I want to become knowledgeable in many things skilled good and excellent on lots of things and I really want to be loved and make others feel loved and happy
I want to figure out my religious and spiritual compass because i believe in a goddess I believe in crystal healing I believe in chakras I believe in God and christ jesus I am so full of spirit but so damaged and neglected with no money or support to get to where I want to be. I just want to know it can all be done and that the things which do look like proof that they can't be fixed isn't proof but just depression telling me otherwise
I want to hear what I want to believe but if it's not the truth then I'm not sure I will ever be able to cope or live

Can someone please reach out to me and try be my friend...
 
C

ConfuseTHEneck

Member
Dec 10, 2020
8
I can't imagine the agony you are going through.
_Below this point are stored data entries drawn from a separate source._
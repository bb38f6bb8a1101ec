pub(crate) mod confirm_dialog;
pub(crate) mod message_bubble;

// Re-export components for convenience
pub use confirm_dialog::DialogHandle;
pub use message_bubble::{Bubble, MessageBubble};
I also found relatability within your words. I too am struggling with being kind with myself, I consider myself to be a disease, etc. I've notice too, how much this agony we all are going through doesn't discourage with age, I'm only 18, but I plan on CTB in 17 days. Humanity is so unkind, and so monstrous. The wants you have listed really hurt, we see and listen to all the "I want" songs in Disney movies, if only it were so believable. Unfortunately, I'm not strong enough to give you guidance, however, I just want to say you are not alone in this husk of a humanity. As typical as that sounds. I'm so sorry, I hope you will be gifted and given all you ever wanted for yourself. Kyrie eleison.
 
sufferingalways

sufferingalways

Avoiding flashing images, epilepsy.
Apr 26, 2020
550
Hi Lillie sorry to hear you're in so much pain mentally physically emotionally. What would you like guidance with? Hugs xx
 
EvisceratedJester

EvisceratedJester

The drip finally stops
Oct 21, 2023
971
You hate yourself which is why you are transgender. So first you must understand why you hate your original true self so much instead of coping with HRT, and accept/love your real self.
Dude, fuck off with your transphobic bullshit. Imagine going onto a post where someone talks about being beaten up and raped for being trans and having the audacity to spew transphobic nonsense their way. There are plenty of transpeople who love themselves so I have no clue where you got this weird "trans = self-hatred" shit from. If your response to a post from a trans person talking about the trauma they've gone through as a result of transphobia is to just make a transphobic post yourself then why even bother posting on this thread? Just keep your bigoted views to yourself and leave.